Johanna's background is in conservation biology and spatial ecology. She did a Master of International Nature Conservation at Georg-August-Universität Göttingen (Germany) and Lincoln University (New Zealand). Prior to that, she did a B.Sc. in Nature Conservation and Landscape Planning at Anhalt University of Applied Sciences (Germany). While in our group she looked at spatial aspects of networks, and she has also worked on species distribution modelling (journal).
matt jones

Matt is a PhD candidate at Washington State University in Pullman, WA, USA. For his dissertation, he is examining how coprophage biodiversity (dung beetles, flies, and soil microbes) contributes to natural human pathogen suppression in vegetable agriculture. He visited the Tylianakis lab on a Fulbright Fellowship for a year in 2016 to study the ecological implications of exotic dung beetle introductions in NZ.
zane lazare

Zane took a trait-based approach to studying plant communities in novel ecosystems, focusing on grasslands as a model system.
Melissa broussard

Melissa has a background in entomology and pollination ecology, having studied previously at Oregon State. Her PhD research was on managing key pollinators and pollination services, and she is now based at Plant and Food Research in Hamilton.
Sophie Hale

For her Masters, Sophie studied functional aspects of restoration, using analyses of species traits from existing data. She went on to an analyst role at Motu economic and public policy research, and is returning in 2021 to do a PhD in our group.
Johanna yletyinen

Johanna has worked previously at the Stockholm Resilience Centre, and has joined our group to work on tipping points in social-ecological systems.
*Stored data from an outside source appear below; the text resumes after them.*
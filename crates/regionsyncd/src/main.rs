//! regionsyncd — the regionsync replication agent.
//!
//! # Usage
//!
//! ```text
//! regionsyncd run --config /etc/regionsync/regionsync.toml
//! regionsyncd submit --config regionsync.toml create-table orders --id 11 --regions eu-west
//! regionsyncd status --config regionsync.toml
//! ```
//!
//! The served store is a redb file, which one process at a time may hold.
//! `submit`, `status` and `checkpoints` open it directly and so run while
//! the agent is stopped.

use std::path::{Path, PathBuf};
use std::process::ExitCode;

use anyhow::bail;
use clap::{Args, Parser, Subcommand, ValueEnum};
use tokio::task::JoinSet;
use tracing::{error, info, warn};
use tracing_subscriber::EnvFilter;

use regionsync_checkpoint::{AesGcmCipher, CheckpointStore, RetryPolicy};
use regionsync_core::{AgentConfig, Shutdown};
use regionsync_request::RequestTable;
use regionsync_state::{RequestPayload, StateStore, TableMetadata};
use regionsyncd::{Agent, SourceStores, exit_code, open_local_store};

const DEFAULT_FILTER: &str = "info,regionsyncd=debug,regionsync=debug";

#[derive(Parser)]
#[command(name = "regionsyncd", about = "regionsync replication agent")]
struct Cli {
    /// Log output format.
    #[arg(long, value_enum, default_value_t = LogFormat::Text, global = true)]
    log_format: LogFormat,

    #[command(subcommand)]
    command: Command,
}

#[derive(Clone, Copy, ValueEnum)]
enum LogFormat {
    Text,
    Json,
}

#[derive(Subcommand)]
enum Command {
    /// Run the agent until a signal or a Shutdown request.
    Run {
        #[arg(long, short)]
        config: PathBuf,

        /// Host every agent index of the group in this process.
        #[arg(long)]
        whole_group: bool,
    },
    /// Post a lifecycle request to the served store and print its id.
    Submit {
        #[arg(long, short)]
        config: PathBuf,

        #[command(subcommand)]
        request: RequestArg,
    },
    /// Print regions, tables, requests, responses, versions and streaming
    /// records of the served store as JSON.
    Status {
        #[arg(long, short)]
        config: PathBuf,
    },
    /// List this agent's initialization checkpoints.
    Checkpoints {
        #[arg(long, short)]
        config: PathBuf,

        /// Delete checkpoints whose copy completed.
        #[arg(long)]
        collect: bool,
    },
}

#[derive(Subcommand)]
enum RequestArg {
    CreateTable(TableArgs),
    UpdateTable(TableArgs),
    DropTable(TableArgs),
    CreateChildTable(TableArgs),
    DropChildTable(TableArgs),
    AddRegion { region: String },
    RemoveRegion { region: String },
    Shutdown,
}

#[derive(Args)]
struct TableArgs {
    name: String,

    /// Live table id.
    #[arg(long)]
    id: u64,

    /// Source regions the table replicates from.
    #[arg(long, value_delimiter = ',')]
    regions: Vec<String>,

    /// Parent table, for nested tables.
    #[arg(long)]
    parent: Option<String>,

    #[arg(long, default_value_t = 0)]
    schema_version: u32,
}

impl TableArgs {
    /// Resolve region names to the served store's ids.
    fn metadata(self, store: &StateStore) -> anyhow::Result<TableMetadata> {
        let mut ids = Vec::with_capacity(self.regions.len());
        for region in &self.regions {
            let Some(id) = store.region_id(region)? else {
                bail!("region {region} has no id in the served store; submit add-region first");
            };
            ids.push(id);
        }
        let mut table = TableMetadata::new(&self.name, self.id, ids).with_schema_version(self.schema_version);
        if let Some(parent) = &self.parent {
            table = table.with_parent(parent);
        }
        Ok(table)
    }
}

impl RequestArg {
    fn into_payload(self, store: &StateStore) -> anyhow::Result<RequestPayload> {
        Ok(match self {
            RequestArg::CreateTable(t) => RequestPayload::CreateTable { table: t.metadata(store)? },
            RequestArg::UpdateTable(t) => RequestPayload::UpdateTable { table: t.metadata(store)? },
            RequestArg::DropTable(t) => RequestPayload::DropTable { table: t.metadata(store)? },
            RequestArg::CreateChildTable(t) => {
                RequestPayload::CreateChildTable { table: t.metadata(store)? }
            }
            RequestArg::DropChildTable(t) => {
                RequestPayload::DropChildTable { table: t.metadata(store)? }
            }
            RequestArg::AddRegion { region } => RequestPayload::AddRegion { region },
            RequestArg::RemoveRegion { region } => RequestPayload::RemoveRegion { region },
            RequestArg::Shutdown => RequestPayload::Shutdown,
        })
    }
}

#[tokio::main]
async fn main() -> ExitCode {
    let cli = Cli::parse();
    init_tracing(cli.log_format);

    let result = match cli.command {
        Command::Run { config, whole_group } => run(&config, whole_group).await,
        Command::Submit { config, request } => submit(&config, request),
        Command::Status { config } => status(&config),
        Command::Checkpoints { config, collect } => checkpoints(&config, collect).await,
    };

    match result {
        Ok(()) => ExitCode::SUCCESS,
        Err(e) => {
            let code = exit_code(&e);
            error!(error = %format!("{e:#}"), code, "regionsyncd failed");
            ExitCode::from(code)
        }
    }
}

fn init_tracing(format: LogFormat) {
    let filter =
        EnvFilter::try_from_default_env().unwrap_or_else(|_| EnvFilter::new(DEFAULT_FILTER));
    let builder = tracing_subscriber::fmt().with_env_filter(filter);
    match format {
        LogFormat::Text => builder.init(),
        LogFormat::Json => builder.json().init(),
    }
}

async fn run(config_path: &Path, whole_group: bool) -> anyhow::Result<()> {
    let config = AgentConfig::from_file(config_path)?;
    let store = open_local_store(&config)?;
    let stores = SourceStores::new();

    let indices: Vec<u32> = if whole_group {
        (0..config.agent.group_size).collect()
    } else {
        vec![config.agent.index]
    };
    let mut agents = Vec::with_capacity(indices.len());
    for index in indices {
        let agent = Agent::new(config.clone(), store.clone())?
            .with_index(index)?
            .with_source_stores(stores.clone());
        agents.push(agent);
    }
    let triggers: Vec<_> = agents.iter().map(Agent::trigger).collect();

    let signal_triggers = triggers.clone();
    tokio::spawn(async move {
        wait_for_signal().await;
        info!("shutdown signal received");
        for trigger in &signal_triggers {
            trigger.trigger();
        }
    });

    let mut running = JoinSet::new();
    for agent in agents {
        running.spawn(agent.run());
    }

    // One failed agent stops the rest of the process.
    let mut first_error = None;
    while let Some(joined) = running.join_next().await {
        let result = joined.map_err(|e| anyhow::anyhow!("agent task panicked: {e}"));
        match result.and_then(|r| r) {
            Ok(exit) => info!(?exit, "agent finished"),
            Err(e) => {
                error!(error = %format!("{e:#}"), "agent failed");
                for trigger in &triggers {
                    trigger.trigger();
                }
                first_error.get_or_insert(e);
            }
        }
    }
    match first_error {
        Some(e) => Err(e),
        None => Ok(()),
    }
}

async fn wait_for_signal() {
    #[cfg(unix)]
    {
        use tokio::signal::unix::{SignalKind, signal};
        match signal(SignalKind::terminate()) {
            Ok(mut term) => {
                tokio::select! {
                    _ = tokio::signal::ctrl_c() => {}
                    _ = term.recv() => {}
                }
                return;
            }
            Err(e) => warn!(error = %e, "SIGTERM handler unavailable"),
        }
    }
    if let Err(e) = tokio::signal::ctrl_c().await {
        warn!(error = %e, "ctrl-c handler unavailable, running until killed");
        std::future::pending::<()>().await;
    }
}

fn submit(config_path: &Path, request: RequestArg) -> anyhow::Result<()> {
    let config = AgentConfig::from_file(config_path)?;
    let store = open_local_store(&config)?;
    store.init_local_region(config.serving.name())?;

    let payload = request.into_payload(&store)?;
    let request = RequestTable::new(store).submit(payload)?;
    info!(request_id = request.id, kind = %request.kind(), "request submitted");
    println!("{}", request.id);
    Ok(())
}

fn status(config_path: &Path) -> anyhow::Result<()> {
    let config = AgentConfig::from_file(config_path)?;
    let store = open_local_store(&config)?;

    let report = serde_json::json!({
        "region": config.serving.name(),
        "regions": store.list_regions()?,
        "tables": store.list_tables()?,
        "requests": store.scan_requests(None, 1000)?,
        "responses": store.list_responses()?,
        "versions": store.get_versions()?,
        "streaming": store.list_streaming()?,
    });
    println!("{}", serde_json::to_string_pretty(&report)?);
    Ok(())
}

async fn checkpoints(config_path: &Path, collect: bool) -> anyhow::Result<()> {
    let config = AgentConfig::from_file(config_path)?;
    let identity = config.identity()?;
    let store = open_local_store(&config)?;

    let mut checkpoints = CheckpointStore::new(
        store,
        &identity.agent_id(),
        config.serving.name(),
        RetryPolicy::from_config(&config)?,
        Shutdown::never(),
    );
    if let Some(key) = config.encryption_key()? {
        checkpoints = checkpoints.with_cipher(std::sync::Arc::new(AesGcmCipher::new(&key)));
    }

    for c in checkpoints.list().await? {
        println!(
            "{}\t{}\t{:?}\tlocal={}\tremote={}\t{}",
            c.source_region,
            c.table,
            c.state,
            c.local_table_id,
            c.remote_table_id,
            c.message.as_deref().unwrap_or("")
        );
    }
    if collect {
        let removed = checkpoints.collect_completed().await?;
        println!("removed {removed} completed checkpoint(s)");
    }
    Ok(())
}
Her work was part of the New Zealand's Biological Heritage National Science Challenge. Before joining our group she worked on social-ecological systems relating to fisheries (for example this). Check out her recent paper in Nature Climate Change here. Johanna is now based at Manaaki Whenua Landcare Research, see her page here.
Paula Casanovas

Paula is interested in answering ecological, conservation and resource management questions applying quantitative techniques. She did her Ph.D working at the Fagan Lab where theoretical models and quantitative methods are used in very different projects in ecology and conservation. Her project addressed different techniques to study biodiversity in remote environments. Previously to come to New Zealand, Paula worked briefly at the British Antarctic Survey trying to map the floral diversity of the Antarctic Peninsula. Here she was working on understanding rapid evolutionary processes in biological control systems in New Zealand pastures. Paula is now based at the Cawthron Institute (email: paula.casanovas@cawthron.org.nz).
SHOROK Mombrikotb

Shorok was a microbial ecologist based at Silwood Park, working jointly with Tom Bell. She used field and lab experiments to examine how abiotic drivers associated with human land use influence microbial communities. Her work, funded by NERC, focused in part on the spillover of agriculturally-subsidised microbial communities.
Jonathan TOnkin

Jono returned to NZ after 6 years overseas (China, Germany, USA) to do a postdoc with Jason and Ian Dickie on above- and below-ground ecological networks. Jono has a background in community and metacommunity ecology, and has recently been developing mechanistic models to predict whole community responses to uncertain environmental futures (e.g. here). He's now begun a prestigious Rutherford Discovery Fellowship and has his own group here at UC. Find more about Jono here.
Carla Gomez-Creutzberg

Carla has a background in both Geography and Ecology. She has studied in Colombia and The Netherlands, and did her PhD work on landscape planning of ecosystem services. She is now a conservation scientist at the IUCN in Costa Rica.
Hsi-cheng ho 何熙誠

Hsi-Cheng has a background in behavioural ecology, having completed his Masters at National Taiwan University. His PhD research examined how foraging behaviour influences the architecture of food webs and biodiversity maintenance. He was jointly supervised with Samraat Pawar and based at Silwood Park, and now has a postdoc at ETH Zurich.